インフレ退治をめざして海外で相次ぐ利上げにつられ、国内でも住宅ローンの固定金利が上昇し始めており、持ち家志向が徐々に後退して賃貸住宅へのシフトが最大市場の東京都で先行しているためだ。家賃が急騰する米国ニューヨーク市の二の舞いになりかねない。

東京都は全国平均を100とした住居の指数で131.9だった。2位の神奈川県が116.1で、続いて千葉県(112.5)、埼玉県(106.9)と首都圏が上位を占めた。全国平均を上回ったのはほかに京都府(101.7)だけだった。一方、最も指数が低いのは香川県の81.4で、東京との差は50ポイント以上に及ぶ。地域差は10大費目で最も大きい。コロナ禍が収束して都心に住む需要が再び高まれば、差はさらに広がる可能性がある。

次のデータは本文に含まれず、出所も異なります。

fn session(launcher: Arc<TestLauncher>) -> Session {
    let config = SessionConfig { handshake_timeout_ms: 500, quit_timeout_ms: 500, ..SessionConfig::default() };
    let session = Session::with_launcher(config, launcher);
    session.register(FnInvoker::new(
        ProcDef::new("echo-int32", ProcedureKind::Internal)
            .param(ParamSpec::int32("value", "Input"))
            .ret(ParamSpec::int32("value", "Output")),
        |_, args| Ok(args),
    )).unwrap();
    session.register(FnInvoker::new(
        ProcDef::new("host-live-frames", ProcedureKind::Internal).ret(ParamSpec::int32("frames", "")),
        |call, _| Ok(vec![Value::Int32(call.session().live_frames() as i32)]),
    )).unwrap();
    session
}

async fn run(session: &Session, name: &str, args: Vec<Value>) -> ProcResult {
    tokio::time::timeout(Duration::from_secs(5), session.execute(name, args))
        .await
        .expect("call hung")
}

// ========== Children ==========

struct CallHost;

#[async_trait]
impl PluginProc for CallHost {
    async fn run(&self, link: &mut PluginLink, args: Vec<Value>) -> Result<Vec<Value>, ProcError> {
        let frames = link.call("host-live-frames", vec![]).await?.into_values()?;
        let echoed = link.call("echo-int32", args).await?.into_values()?;
        Ok(vec![echoed[0].clone(), frames[0].clone()])
    }
}

struct CallSelf;

#[async_trait]
impl PluginProc for CallSelf {
    async fn run(&self, link: &mut PluginLink, args: Vec<Value>) -> Result<Vec<Value>, ProcError> {
        link.call("plug-in-echo", args).await?.into_values()
    }
}

struct InstallTemp;

#[async_trait]
impl PluginProc for InstallTemp {
    async fn run(&self, link: &mut PluginLink, _args: Vec<Value>) -> Result<Vec<Value>, ProcError> {
        let def = ProcDef::new("temp-double", ProcedureKind::Temporary)
            .param(ParamSpec::int32("value", ""))
            .ret(ParamSpec::int32("value", ""));
        link.install_temporary(def, Arc::new(FnProc::new(|args: Vec<Value>| {
            let n = args[0].as_int().unwrap_or(0);
            Ok(vec![Value::Int32(n * 2)])
        }))).await?;
        Ok(vec![])
    }
}

struct CallHang;

#[async_trait]
impl PluginProc for CallHang {
    async fn run(&self, link: &mut PluginLink, args: Vec<Value>) -> Result<Vec<Value>, ProcError> {
        link.call("plug-in-hang", args).await?.into_values()
    }
}

fn nesting_main() -> PluginMain {
    PluginMain::new().procedure(plugin_proc("plug-in-call-hang"), CallHang)
}

fn summing_main() -> PluginMain {
    let def = ProcDef::new("plug-in-sum", ProcedureKind::Plugin)
        .param(ParamSpec::int32("num-values", "Number of values"))
        .param(ParamSpec::new("values", ArgType::Int32Array, "Values").sized_by("num-values").length(1, 4))
        .ret(ParamSpec::int32("sum", "Total"));
    PluginMain::new().procedure(def, FnProc::new(|args: Vec<Value>| {
        let sum = match args.get(1) {
            Some(Value::Int32Array(values)) => values.iter().sum(),
            _ => 0,
        };
        Ok(vec![Value::Int32(sum)])
    }))
}

fn demo_main() -> PluginMain {
    PluginMain::new()
        .procedure(plugin_proc("plug-in-echo"), FnProc::new(|args| Ok(args)))
        .procedure(
            plugin_proc("plug-in-call-host").ret(ParamSpec::int32("frames", "Frames seen by the host")),
            CallHost,
        )
        .procedure(plugin_proc("plug-in-call-self"), CallSelf)
        .procedure(ProcDef::new("plug-in-install-temp", ProcedureKind::Plugin), InstallTemp)
}

/// Handshake by hand, announcing one procedure
async fn raw_handshake(stream: &mut DuplexStream, name: &str) {
    match read_message(stream).await {
        Ok(Some(Message::Config { protocol_version })) => assert_eq!(protocol_version, PROTOCOL_VERSION),
        other => panic!("expected Config, got {:?}", other),
    }
    write_message(stream, &Message::ProcInstall(plugin_proc(name))).await.unwrap();
    write_message(stream, &Message::Ready).await.unwrap();
}

/// Takes the run, then dies without answering
fn crashing_child(mut stream: DuplexStream) -> Pin<Box<dyn Future<Output = ()> + Send>> {
    Box::pin(async move {
        raw_handshake(&mut stream, "plug-in-crash").await;
        loop {
            match read_message(&mut stream).await {
                Ok(Some(Message::ProcRun { .. })) => return,
                Ok(Some(_)) => continue,
                _ => return,
            }
        }
    })
}

/// Takes the run and never answers
fn hanging_child(mut stream: DuplexStream) -> Pin<Box<dyn Future<Output = ()> + Send>> {
    Box::pin(async move {
        raw_handshake(&mut stream, "plug-in-hang").await;
        loop {
            match read_message(&mut stream).await {
                Ok(Some(Message::ProcRun { .. })) => std::future::pending::<()>().await,
                Ok(Some(_)) => continue,
                _ => return,
            }
        }
    })
}

/// Calls back into the host, then dies before the callback is answered
fn crash_in_callback_child(mut stream: DuplexStream) -> Pin<Box<dyn Future<Output = ()> + Send>> {
    Box::pin(async move {
        raw_handshake(&mut stream, "plug-in-crash-in-callback").await;
        loop {
            match read_message(&mut stream).await {
                Ok(Some(Message::ProcRun { .. })) => {
                    let callback = Message::ProcRun { name: "plug-in-hang".into(), args: vec![Value::Int32(1)] };
                    let _ = write_message(&mut stream, &callback).await;
                    return;
                }
                Ok(Some(_)) => continue,
                _ => return,
            }
        }
    })
}

/// Answers each run with its arguments, slowly
fn slow_echo_child(mut stream: DuplexStream) -> Pin<Box<dyn Future<Output = ()> + Send>> {
    Box::pin(async move {
        raw_handshake(&mut stream, "plug-in-slow").await;
        loop {
            match read_message(&mut stream).await {
                Ok(Some(Message::ProcRun { name, args })) => {
                    tokio::time::sleep(Duration::from_millis(200)).await;
                    let reply = Message::ProcReturn { name, status: Status::Success, message: None, values: args };
                    if write_message(&mut stream, &reply).await.is_err() {
                        return;
                    }
                }
                Ok(Some(_)) => continue,
                _ => return,
            }
        }
    })
}

/// Never finishes the handshake
fn silent_child(stream: DuplexStream) -> Pin<Box<dyn Future<Output = ()> + Send>> {
    Box::pin(async move {
        let _keep = stream;
        std::future::pending::<()>().await
    })
}

/// Frames are released by other tasks; give them a moment
async fn settle_frames(session: &Session) -> usize {
    for _ in 0..50 {
        if session.live_frames() == 0 {
            break;
        }
        tokio::time::sleep(Duration::from_millis(20)).await;
    }
    session.live_frames()
}

// ========== Tests ==========

#[tokio::test]
async fn test_discovery_registers_and_quits() {
    let launcher = TestLauncher::new(&[("demo", Program::Sdk(demo_main))]);
    let session = session(launcher.clone());

    let names = session.add_plugin(PluginDef::new("demo", "/plug-ins/demo")).await.unwrap();
    assert_eq!(names.len(), 4);
    assert!(!session.plugins().is_running("demo"));

    let proc = session.registry().get("plug-in-echo").unwrap();
    assert_eq!(proc.kind(), ProcedureKind::Plugin);
    assert_eq!(proc.plug_in(), Some("demo"));
    assert_eq!(session.registry().procedures_of("demo").len(), 4);
}

#[tokio::test]
async fn test_plugin_call_and_process_reuse() {
    let launcher = TestLauncher::new(&[("demo", Program::Sdk(demo_main))]);
    let session = session(launcher.clone());
    session.add_plugin(PluginDef::new("demo", "/plug-ins/demo")).await.unwrap();

    let result = run(&session, "plug-in-echo", vec![Value::Int32(42)]).await;
    assert_eq!(result.status, Status::Success);
    assert_eq!(result.returns, vec![Value::Int32(42)]);
    assert!(session.plugins().is_running("demo"));

    let result = run(&session, "plug-in-echo", vec![Value::Int32(7)]).await;
    assert_eq!(result.returns, vec![Value::Int32(7)]);
    // one launch to query, one for both calls
    assert_eq!(launcher.launches.load(Ordering::SeqCst), 2);
    assert_eq!(session.live_frames(), 0);

    session.shutdown().await;
    assert!(!session.plugins().is_running("demo"));
}

#[tokio::test]
async fn test_validation_happens_before_the_plugin() {
    let launcher = TestLauncher::new(&[("demo", Program::Sdk(demo_main))]);
    let session = session(launcher.clone());
    session.add_plugin(PluginDef::new("demo", "/plug-ins/demo")).await.unwrap();

    let result = run(&session, "plug-in-echo", vec!["not a number".into()]).await;
    assert_eq!(result.status, Status::CallingError);
    assert_eq!(launcher.launches.load(Ordering::SeqCst), 1);
}

#[tokio::test]
async fn test_callback_frames_return_to_baseline() {
    let launcher = TestLauncher::new(&[("demo", Program::Sdk(demo_main))]);
    let session = session(launcher);
    session.add_plugin(PluginDef::new("demo", "/plug-ins/demo")).await.unwrap();
    let before = session.live_frames();

    let result = run(&session, "plug-in-call-host", vec![Value::Int32(9)]).await;
    assert_eq!(result.status, Status::Success);
    // the host saw the plug-in's frame while serving the callback
    assert_eq!(result.returns, vec![Value::Int32(9), Value::Int32(1)]);
    assert_eq!(session.live_frames(), before);
    session.shutdown().await;
}

#[tokio::test]
async fn test_reentrant_call_into_same_plugin() {
    let launcher = TestLauncher::new(&[("demo", Program::Sdk(demo_main))]);
    let session = session(launcher);
    session.add_plugin(PluginDef::new("demo", "/plug-ins/demo")).await.unwrap();

    let result = run(&session, "plug-in-call-self", vec![Value::Int32(3)]).await;
    assert_eq!(result.status, Status::Success);
    assert_eq!(result.returns, vec![Value::Int32(3)]);
    assert_eq!(session.live_frames(), 0);
    session.shutdown().await;
}

#[tokio::test]
async fn test_child_crash_is_execution_error() {
    let launcher = TestLauncher::new(&[("crash", Program::Raw(crashing_child))]);
    let session = session(launcher);
    session.add_plugin(PluginDef::new("crash", "/plug-ins/crash")).await.unwrap();

    let result = run(&session, "plug-in-crash", vec![Value::Int32(1)]).await;
    assert_eq!(result.status, Status::ExecutionError);
    assert_eq!(result.message.as_deref(), Some(TERMINATED));
    assert_eq!(session.live_frames(), 0);
    assert!(!session.plugins().is_running("crash"));

    // the procedure stays registered; the next call starts a new process
    let result = run(&session, "plug-in-crash", vec![Value::Int32(1)]).await;
    assert_eq!(result.status, Status::ExecutionError);
}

日常的な購買価格を追う消費者物価では住宅や土地の購入は対象外になり、住居の指数は主に家賃で構成されている。家賃相場は地価と連動するほか、賃貸住宅シフトが進む地域ほど高い傾向にある。総務省が5年に1度公表する住宅・土地統計調査で直近18年の結果をみると、指数最高の東京都は貸家となっている住宅の割合が49.1%なのに対し、指数最低の香川県は29.0%だった。

世界的なインフレのさなかで東京都を中心に家賃が高騰する懸念がある。住宅ローンの固定金利が上昇すると、家計調査で家賃・地代を支払う世帯の割合が高まる傾向にある。22年に入って住宅ローンの固定金利は上昇ペースを速めており、賃貸住宅シフトが家賃相場をさらに押し上げかねない。

ライフルホームズ総研の中山登志朗チーフアナリストは「確かに現象としてニューヨークの状況と似ている」としつつ「住宅ローンの固定金利はやや上昇しているとはいえ、依然として低水準。賃料が急上昇する可能性はニューヨークに比べると相対的に低い」と指摘する。「少なくともタイムラグはあるはずだ」と説明している。